During spirit-writing sessions, the altar becomes a channel. A sand-tray (沙盤, shāpán) is placed before the altar. The Three Powers — three mediums serving as conduits between heaven and earth — take their positions. One holds the planchette. One reads the characters as they form in the sand. One records. The celestial speaker descends. What follows is scripture.
The larger public temples (公共佛堂, gōnggòng fótáng), built after legalization, can be monumental — the Baoguang Jiande sub-branch's Shenwei Tiantai Mountain complex in Kaohsiung covers three hundred hectares. But the tradition's spiritual center remains the home temple: a small room, a burning lamp, the Mother's name on the wall.
The Unity of the Three Teachings
The name itself — 一貫, "One Thread" — comes from the Confucian Analects, where Confucius tells his disciple Zengzi that a single thread runs through all his teachings. Yiguandao extends this principle to all religions: Confucianism, Buddhism, and Daoism flow from the same source. In its broader cosmological vision, Christianity and Islam are encompassed as well — all five world religions are paths that the Mother laid down for her children in different lands.
In the Ten Thousand Ancestors Return to Truth, ancestors of all five traditions — Confucius, Shakyamuni, Laozi, Jesus, Muhammad — descend through the planchette to confirm the unity of the Dao. The theological claim is not syncretism in the academic sense (blending elements) but something more radical: that there was only ever one teaching, and the divisions are human, not divine.
The Branches
After Zhang Tianran's death in 1947 and the Communist revolution in 1949, Yiguandao's missionaries — many dispatched personally by Zhang Tianran to cities across China — regrouped in Taiwan and Southeast Asia. Without a single successor, the movement fragmented into what are conventionally called eighteen branch groups (十八組線, shíbā zǔxiàn), though the actual number has continued to multiply as branches subdivide.
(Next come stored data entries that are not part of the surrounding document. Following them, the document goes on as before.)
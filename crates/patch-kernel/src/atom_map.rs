//! AtomMap: global particle id → (patch, local index) directory.
//!
//! One table per execution context, handed by reference to every patch that
//! registers particles and to every component that looks them up. Each entry is
//! a single atomic word so patches registering disjoint particles never contend.
//!
//! The table does not defend against two patches claiming the same particle:
//! the spatial decomposition guarantees exclusivity. What it does defend against
//! is a stale `unregister` arriving after the particle already moved and was
//! registered elsewhere; that call leaves the newer entry alone.

use std::sync::atomic::{AtomicBool, AtomicU64, Ordering};

use serde::{Deserialize, Serialize};
use tracing::{debug, trace};

use crate::error::{KernelError, Result};
use crate::ids::{ParticleId, PatchId};

const UNASSIGNED: u64 = u64::MAX;

/// Where a particle currently lives: its patch and its slot in that patch's lists.
#[derive(Debug, Clone, Copy, PartialEq, Eq, Hash)]
pub struct LocalId {
    pub patch: PatchId,
    pub index: u32,
}

impl LocalId {
    fn pack(self) -> u64 {
        (u64::from(self.patch.0) << 32) | u64::from(self.index)
    }

    fn unpack(raw: u64) -> Option<Self> {
        if raw == UNASSIGNED {
            return None;
        }
        Some(Self {
            patch: PatchId((raw >> 32) as u32),
            index: raw as u32,
        })
    }
}

/// Snapshot produced by [`AtomMap::check_map`].
#[derive(Debug, Clone, Copy, PartialEq, Eq, Default, Serialize, Deserialize)]
pub struct MapCheck {
    pub capacity: usize,
    pub assigned: usize,
    pub unassigned: usize,
    pub cleared: bool,
}

/// Directory from global particle id to its current [`LocalId`].
#[derive(Debug, Default)]
pub struct AtomMap {
    table: Vec<AtomicU64>,
    cleared: AtomicBool,
}

impl AtomMap {
    /// Create an empty map. Call [`allocate`](Self::allocate) before use.
    pub fn new() -> Self {
        Self::default()
    }

    /// Create a map already sized for `capacity` particle ids.
    pub fn with_capacity(capacity: usize) -> Self {
        let mut map = Self::new();
        map.allocate(capacity);
        map
    }

    /// (Re)size the table; every entry starts unassigned.
    ///
    /// Takes `&mut self`: nothing may look up or register while the table is
    /// being replaced.
    pub fn allocate(&mut self, capacity: usize) {
        self.table = (0..capacity).map(|_| AtomicU64::new(UNASSIGNED)).collect();
        self.cleared.store(false, Ordering::Release);
        debug!(capacity, "AtomMap allocated");
    }

    pub fn capacity(&self) -> usize {
        self.table.len()
    }

    /// Assign `ids[i]` to `(patch, i)` for every i, overwriting prior entries.
    ///
    /// Returns the number of entries written. Ids are range-checked up front so a
    /// rejected call writes nothing.
    pub fn register(&self, patch: PatchId, ids: &[ParticleId]) -> Result<usize> {
        self.check_range(ids)?;
        debug_assert!(patch.0 != u32::MAX, "patch id u32::MAX is reserved");

        for (index, &id) in ids.iter().enumerate() {
            let slot = LocalId {
                patch,
                index: index as u32,
            };
            self.table[id as usize].store(slot.pack(), Ordering::Release);
        }
        self.cleared.store(false, Ordering::Release);

        trace!(patch = %patch, count = ids.len(), "Registered particle ids");
        Ok(ids.len())
    }

    /// Reset each particle to unassigned, but only where it still maps to `patch`.
    ///
    /// Returns how many entries were actually reset.
    pub fn unregister(&self, patch: PatchId, ids: &[ParticleId]) -> Result<usize> {
        self.check_range(ids)?;

        let mut reset = 0;
        for &id in ids {
            let entry = &self.table[id as usize];
            let mut current = entry.load(Ordering::Acquire);
            loop {
                match LocalId::unpack(current) {
                    Some(slot) if slot.patch == patch => {}
                    _ => break,
                }
                match entry.compare_exchange_weak(
                    current,
                    UNASSIGNED,
                    Ordering::AcqRel,
                    Ordering::Acquire,
                ) {
                    Ok(_) => {
                        reset += 1;
                        break;
                    }
                    Err(actual) => current = actual,
                }
            }
        }

        trace!(
            patch = %patch,
            requested = ids.len(),
            reset,
            "Unregistered particle ids"
        );
        Ok(reset)
    }

    /// Current location of a particle.
    ///
    /// `UnassignedParticle` means "not resident anywhere right now", which is
    /// normal for a particle in flight between patches.
    pub fn lookup(&self, id: ParticleId) -> Result<LocalId> {
        let entry = self
            .table
            .get(id as usize)
            .ok_or(KernelError::ParticleOutOfRange {
                id,
                capacity: self.table.len(),
            })?;
        if self.cleared.load(Ordering::Acquire) {
            return Err(KernelError::DirectoryCleared(id));
        }
        LocalId::unpack(entry.load(Ordering::Acquire)).ok_or(KernelError::UnassignedParticle(id))
    }

    /// Reset every entry and enter the cleared state.
    ///
    /// Only for whole-system rebuilds, after every patch has unregistered.
    /// Lookups fail with `DirectoryCleared` until the next `register`.
    pub fn clear(&self) {
        self.cleared.store(true, Ordering::Release);
        for entry in &self.table {
            entry.store(UNASSIGNED, Ordering::Release);
        }
        debug!(capacity = self.table.len(), "AtomMap cleared");
    }

    pub fn is_cleared(&self) -> bool {
        self.cleared.load(Ordering::Acquire)
    }

    /// Count assigned and unassigned entries.
    pub fn check_map(&self) -> MapCheck {
        let assigned = self
            .table
            .iter()
            .filter(|entry| entry.load(Ordering::Acquire) != UNASSIGNED)
            .count();
        let check = MapCheck {
            capacity: self.table.len(),
            assigned,
            unassigned: self.table.len() - assigned,
            cleared: self.is_cleared(),
        };
        debug!(
            capacity = check.capacity,
            assigned = check.assigned,
            unassigned = check.unassigned,
            cleared = check.cleared,
            "AtomMap check"
        );
        check
    }

    fn check_range(&self, ids: &[ParticleId]) -> Result<()> {
        let capacity = self.table.len();
        match ids.iter().find(|&&id| id as usize >= capacity) {
            Some(&id) => Err(KernelError::ParticleOutOfRange { id, capacity }),
            None => Ok(()),
        }
    }
}

#[cfg(test)]
mod tests {
    use super::*;

    #[test]
    fn test_register_then_lookup() {
        let map = AtomMap::with_capacity(16);
        let written = map.register(PatchId(3), &[9, 4, 11]).unwrap();
        assert_eq!(written, 3);

        assert_eq!(
            map.lookup(4).unwrap(),
            LocalId {
                patch: PatchId(3),
                index: 1
            }
        );
        assert_eq!(map.lookup(11).unwrap().index, 2);
    }

    #[test]
    fn test_unregister_returns_unassigned() {
        let map = AtomMap::with_capacity(8);
        map.register(PatchId(1), &[5]).unwrap();
        map.unregister(PatchId(1), &[5]).unwrap();

        assert_eq!(map.lookup(5), Err(KernelError::UnassignedParticle(5)));
    }

    #[test]
    fn test_unregister_after_release_elsewhere() {
        let map = AtomMap::with_capacity(8);
        map.register(PatchId(1), &[2]).unwrap();
        map.unregister(PatchId(1), &[2]).unwrap();
        map.register(PatchId(4), &[2]).unwrap();
        map.unregister(PatchId(4), &[2]).unwrap();

        assert_eq!(map.lookup(2), Err(KernelError::UnassignedParticle(2)));
    }

    #[test]
    fn test_stale_unregister_keeps_new_owner() {
        let map = AtomMap::with_capacity(8);
        map.register(PatchId(1), &[6]).unwrap();
        // particle migrated: the new owner registers before the old one releases
        map.register(PatchId(2), &[0, 6]).unwrap();

        let reset = map.unregister(PatchId(1), &[6]).unwrap();
        assert_eq!(reset, 0);
        assert_eq!(
            map.lookup(6).unwrap(),
            LocalId {
                patch: PatchId(2),
                index: 1
            }
        );
    }

    #[test]
    fn test_out_of_range_writes_nothing() {
        let map = AtomMap::with_capacity(4);
        let err = map.register(PatchId(0), &[1, 9]).unwrap_err();
        assert_eq!(err, KernelError::ParticleOutOfRange { id: 9, capacity: 4 });
        assert_eq!(map.lookup(1), Err(KernelError::UnassignedParticle(1)));
    }

    #[test]
    fn test_clear_blocks_lookup_until_register() {
        let map = AtomMap::with_capacity(4);
        map.register(PatchId(0), &[0, 1]).unwrap();
        map.clear();

        assert_eq!(map.lookup(0), Err(KernelError::DirectoryCleared(0)));
        assert_eq!(map.check_map().assigned, 0);

        map.register(PatchId(2), &[1]).unwrap();
        assert!(!map.is_cleared());
        assert_eq!(map.lookup(1).unwrap().patch, PatchId(2));
        assert_eq!(map.lookup(0), Err(KernelError::UnassignedParticle(0)));
    }

    #[test]
    fn test_check_map_counts() {
        let map = AtomMap::with_capacity(10);
        map.register(PatchId(0), &[0, 1, 2]).unwrap();
        map.register(PatchId(1), &[7]).unwrap();

        let check = map.check_map();
        assert_eq!(check.capacity, 10);
        assert_eq!(check.assigned, 4);
        assert_eq!(check.unassigned, 6);
        assert!(!check.cleared);
    }

    #[test]
    fn test_concurrent_disjoint_registration() {
        let map = AtomMap::with_capacity(4000);
        std::thread::scope(|scope| {
            for p in 0..4u32 {
                let map = &map;
                scope.spawn(move || {
                    let ids: Vec<ParticleId> = (p * 1000..(p + 1) * 1000).collect();
                    map.register(PatchId(p), &ids).unwrap();
                });
            }
        });

        assert_eq!(map.check_map().assigned, 4000);
        assert_eq!(
            map.lookup(2500).unwrap(),
            LocalId {
                patch: PatchId(2),
                index: 500
            }
        );
    }
}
Each branch traces its authority to a specific elder (前人, qiánrén) or group of elders who received their mandate directly from Zhang Tianran or Sun Huiming. The branches share core theology — the Eternal Mother, the Three Periods, the Three Treasures, the patriarchal lineage — but differ in organizational culture, emphasis on spirit-writing, institutional development, and scale. Some branches maintain dozens of active spirit mediums; others have discarded spirit-writing as a pre-modern practice. Some have built monumental temple complexes; others operate primarily through home temples invisible to outsiders.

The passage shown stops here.